Il
pleut, des trombes d’eau, il n’arrêtera pas de pleuvoir, le son
de l’eau qui coule, entre ploc ploc des fuites au plafond et le
ruissellement ininterrompu dans la cour de l’immeuble déserté en
cette semaine de changement d’année. On va rentrer dans l’an
2000 avec son bug informatique mais surtout un virus qui se répand
dans toute la ville. Tous les habitants ont fui leurs logements parce
que le gouvernement va couper l’eau potable. Tous sauf deux, lui
(Lee Kang-sheng) et elle (Yang Kuei-mei). Il habite au dessus de chez
elle et ne se sont jamais rencontrés.
Il
boit beaucoup, rentre chez lui saoul et vomit dans le trou creusé
par le plombier pour réparer une fuite qui se répandait dans la
salle de bains de la voisine du dessous. Il tient le dernier magasin
ouvert dans la galerie, de temps en temps un vieux monsieur (Miao
Tian, qui jouait le père dans La
Rivière) vient acheter
un produit.

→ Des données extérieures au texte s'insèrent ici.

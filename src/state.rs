use std::fmt::{self, Display, Formatter};

use rustc_hash::FxHashMap;

use crate::{
    color::Color,
    config::GameConfig,
    coord::Coord,
    piece::{Piece, PieceKind},
    position::Position,
};

/// Where the game stands for the side to move. Recomputed after every move.
#[derive(Debug, Clone, Copy, PartialEq, Eq, Hash)]
pub enum GameState {
    Normal,
    Check,
    Checkmate,
    Stalemate,
    DrawFiftyMove,
    DrawRepetition,
    DrawInsufficientMaterial,
}
impl GameState {
    pub fn is_game_over(self) -> bool {
        !matches!(self, GameState::Normal | GameState::Check)
    }
    pub fn is_check(self) -> bool {
        matches!(self, GameState::Check | GameState::Checkmate)
    }
    /// `side_to_move` is the side that would be moving now, i.e. the mated
    /// side for a checkmate.
    pub fn end_reason(self, side_to_move: Color) -> Option<EndReason> {
        let reason = match self {
            GameState::Normal | GameState::Check => return None,
            GameState::Checkmate => EndReason::Checkmate {
                winner: !side_to_move,
            },
            GameState::Stalemate => EndReason::Stalemate,
            GameState::DrawFiftyMove => EndReason::FiftyMoveRule,
            GameState::DrawRepetition => EndReason::ThreefoldRepetition,
            GameState::DrawInsufficientMaterial => EndReason::InsufficientMaterial,
        };
        Some(reason)
    }
}
impl Display for GameState {
    fn fmt(&self, f: &mut Formatter<'_>) -> fmt::Result {
        match self {
            GameState::Normal => write!(f, "normal")?,
            GameState::Check => write!(f, "check")?,
            GameState::Checkmate => write!(f, "checkmate")?,
            GameState::Stalemate => write!(f, "stalemate")?,
            GameState::DrawFiftyMove => write!(f, "draw by the fifty-move rule")?,
            GameState::DrawRepetition => write!(f, "draw by threefold repetition")?,
            GameState::DrawInsufficientMaterial => write!(f, "draw by insufficient material")?,
        }
        Ok(())
    }
}

#[derive(Debug, Clone, Copy, PartialEq, Eq, Hash)]
pub enum EndReason {
    Checkmate { winner: Color },
    Stalemate,
    FiftyMoveRule,
    ThreefoldRepetition,
    InsufficientMaterial,
}
impl EndReason {
    pub fn end_state(self) -> EndState {
        match self {
            EndReason::Checkmate { winner } => EndState::Win(winner),
            _ => EndState::Draw,
        }
    }
}
impl Display for EndReason {
    fn fmt(&self, f: &mut Formatter<'_>) -> fmt::Result {
        match self {
            EndReason::Checkmate { winner } => write!(f, "{winner} wins by checkmate")?,
            EndReason::Stalemate => write!(f, "draw by stalemate")?,
            EndReason::FiftyMoveRule => write!(f, "draw by the fifty-move rule")?,
            EndReason::ThreefoldRepetition => write!(f, "draw by threefold repetition")?,
            EndReason::InsufficientMaterial => write!(f, "draw by insufficient material")?,
        }
        Ok(())
    }
}

#[derive(Debug, Clone, Copy, PartialEq, Eq, Hash)]
pub enum EndState {
    Win(Color),
    Draw,
}
impl Display for EndState {
    fn fmt(&self, f: &mut Formatter<'_>) -> fmt::Result {
        match self {
            EndState::Win(color) => write!(f, "{color} wins")?,
            EndState::Draw => write!(f, "draw")?,
        }
        Ok(())
    }
}

/// Piece placement plus the side to move; the unit of repetition.
#[derive(Debug, Clone, Copy, PartialEq, Eq, Hash)]
pub struct Signature {
    board: [Option<(Color, PieceKind)>; 64],
    side_to_move: Color,
}

#[derive(Debug, Clone, Default)]
pub struct Repetitions(FxHashMap<Signature, u8>);

impl Repetitions {
    pub fn record(&mut self, signature: Signature) {
        let count = self.0.entry(signature).or_default();
        *count = count.saturating_add(1);
    }
    pub fn count(&self, signature: &Signature) -> u8 {
        self.0.get(signature).copied().unwrap_or_default()
    }
    pub fn max_count(&self) -> u8 {
        self.0.values().copied().max().unwrap_or_default()
    }
}

impl Position {
    pub fn signature(&self, side_to_move: Color) -> Signature {
        let mut board = [None; 64];
        for cell in Coord::all() {
            board[cell.index()] = self.piece_at(cell).map(|piece| (piece.color, piece.kind));
        }
        Signature {
            board,
            side_to_move,
        }
    }
    /// Neither side can ever mate: bare kings, a single minor piece, or
    /// nothing but bishops that all stand on squares of one color.
    pub fn has_insufficient_material(&self) -> bool {
        let non_kings: Vec<Piece> = self.non_kings().collect();
        match non_kings.as_slice() {
            [] => true,
            [piece] => matches!(piece.kind, PieceKind::Knight | PieceKind::Bishop),
            [first, rest @ ..] => {
                first.kind == PieceKind::Bishop
                    && rest.iter().all(|piece| {
                        piece.kind == PieceKind::Bishop && piece.cell.color() == first.cell.color()
                    })
            }
        }
    }
}

/// Draw rules first, in the order fifty-move, repetition, material; then
/// check and mobility of `side_to_move`.
pub fn evaluate(
    position: &Position,
    side_to_move: Color,
    half_move_clock: u32,
    repetitions: &Repetitions,
    config: &GameConfig,
) -> GameState {
    if half_move_clock >= config.fifty_move_limit {
        return GameState::DrawFiftyMove;
    }
    if repetitions.max_count() >= config.repetition_limit {
        return GameState::DrawRepetition;
    }
    if position.has_insufficient_material() {
        return GameState::DrawInsufficientMaterial;
    }
    let check = position.is_in_check(side_to_move);
    let can_move = position.has_any_legal_move(side_to_move);
    match (check, can_move) {
        (false, false) => GameState::Stalemate,
        (true, false) => GameState::Checkmate,
        (true, true) => GameState::Check,
        (false, true) => GameState::Normal,
    }
}
#[cfg(test)]
mod test {
    use crate::{
        color::Color,
        config::GameConfig,
        coord,
        piece::PieceKind,
        position::Position,
        state::{EndReason, EndState, GameState, Repetitions, evaluate},
    };

    fn kings_and(extra: &[(crate::coord::Coord, Color, PieceKind)]) -> Position {
        Position::from_placement(
            [
                (coord!("e1"), Color::White, PieceKind::King),
                (coord!("e8"), Color::Black, PieceKind::King),
            ]
            .into_iter()
            .chain(extra.iter().copied()),
        )
        .unwrap()
    }

    #[test]
    fn insufficient_material() {
        assert!(kings_and(&[]).has_insufficient_material());
        assert!(kings_and(&[(coord!("c3"), Color::White, PieceKind::Knight)]).has_insufficient_material());
        assert!(kings_and(&[(coord!("c3"), Color::Black, PieceKind::Bishop)]).has_insufficient_material());
        // c1 and f8 are both dark
        assert!(
            kings_and(&[
                (coord!("c1"), Color::White, PieceKind::Bishop),
                (coord!("f8"), Color::Black, PieceKind::Bishop),
            ])
            .has_insufficient_material()
        );
        assert!(
            !kings_and(&[
                (coord!("c1"), Color::White, PieceKind::Bishop),
                (coord!("c8"), Color::Black, PieceKind::Bishop),
            ])
            .has_insufficient_material()
        );
        assert!(
            !kings_and(&[
                (coord!("c3"), Color::White, PieceKind::Knight),
                (coord!("c6"), Color::Black, PieceKind::Knight),
            ])
            .has_insufficient_material()
        );
        assert!(!kings_and(&[(coord!("a2"), Color::White, PieceKind::Pawn)]).has_insufficient_material());
        assert!(!kings_and(&[(coord!("a2"), Color::Black, PieceKind::Rook)]).has_insufficient_material());
        assert!(!Position::initial().has_insufficient_material());
    }
    #[test]
    fn draws_take_precedence_over_mate() {
        // back rank mate, but the clock already ran out
        let position = kings_and(&[
            (coord!("a8"), Color::White, PieceKind::Rook),
            (coord!("d7"), Color::Black, PieceKind::Pawn),
            (coord!("e7"), Color::Black, PieceKind::Pawn),
            (coord!("f7"), Color::Black, PieceKind::Pawn),
        ]);
        let config = GameConfig::default();
        let repetitions = Repetitions::default();
        assert_eq!(
            evaluate(&position, Color::Black, 0, &repetitions, &config),
            GameState::Checkmate
        );
        assert_eq!(
            evaluate(&position, Color::Black, 100, &repetitions, &config),
            GameState::DrawFiftyMove
        );
        let mut repetitions = Repetitions::default();
        for _ in 0..3 {
            repetitions.record(position.signature(Color::Black));
        }
        assert_eq!(repetitions.count(&position.signature(Color::Black)), 3);
        assert_eq!(repetitions.count(&position.signature(Color::White)), 0);
        assert_eq!(
            evaluate(&position, Color::Black, 0, &repetitions, &config),
            GameState::DrawRepetition
        );
    }
    #[test]
    fn signature_includes_side_to_move() {
        let position = Position::initial();
        assert_ne!(position.signature(Color::White), position.signature(Color::Black));
        assert_eq!(position.signature(Color::White), Position::initial().signature(Color::White));
    }
    #[test]
    fn end_reasons() {
        assert_eq!(GameState::Check.end_reason(Color::White), None);
        assert_eq!(
            GameState::Checkmate.end_reason(Color::Black),
            Some(EndReason::Checkmate {
                winner: Color::White
            })
        );
        assert_eq!(
            EndReason::Checkmate {
                winner: Color::White
            }
            .to_string(),
            "white wins by checkmate"
        );
        assert_eq!(EndReason::Stalemate.end_state(), EndState::Draw);
        assert!(GameState::DrawRepetition.is_game_over());
        assert!(!GameState::Check.is_game_over());
    }
}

Le vendeur est à côté, en train de donner à manger au
chat errant qui a élu domicile ici et qui semble être la seule
raison pour laquelle le jeune homme reste dans l’immeuble.
Elle
passe son temps à écouter les infos à la télé (pas très
rassurantes les infos qui semblent annoncer une fin du monde très
proche), elle fait pipi avec une bassine sur la tête pour ne pas
recevoir les gouttes de fuite, elle déplace des centaines de
rouleaux de papier hygiénique du débarras dans le couloir et,
surtout, elle essaie de convaincre le voisin de faire enfin réparer
ce trou qui les conduit à la promiscuité. D’un appartement à
l’autre, c’est un échange continu. Le réveil de l’homme
sonne, ça dérange la femme, elle tue des cafards au spray, l’odeur
rentre chez lui.
Les
deux appartements de The
Hole n’en formeront
bientôt qu’un seul. Et les deux derniers survivants (puisque Tsai
Ming-liang les voit ainsi) vont sans doute former un couple. Le
cinéaste reste assez elliptique sur ce sujet mais les chansons qui
ponctuent le film semblent plus claires. Régulièrement, comme
mouvement du récit, des chansons de Grace Chang prennent en charge
les sentiments des personnages. Jolies chorégraphies dans les
couloirs où des couleurs vives viennent illuminer un quotidien
blême. Le procédé sera repris par Tsai Ming-liang dans La
Saveur de la pastèque,
amplifié même.
Les
chansons sont pimpantes, Yang Kuei-mei chante en play-back, danse en
robe de soirée avec trois jeunes femmes ou cinq danseurs en tuxedo.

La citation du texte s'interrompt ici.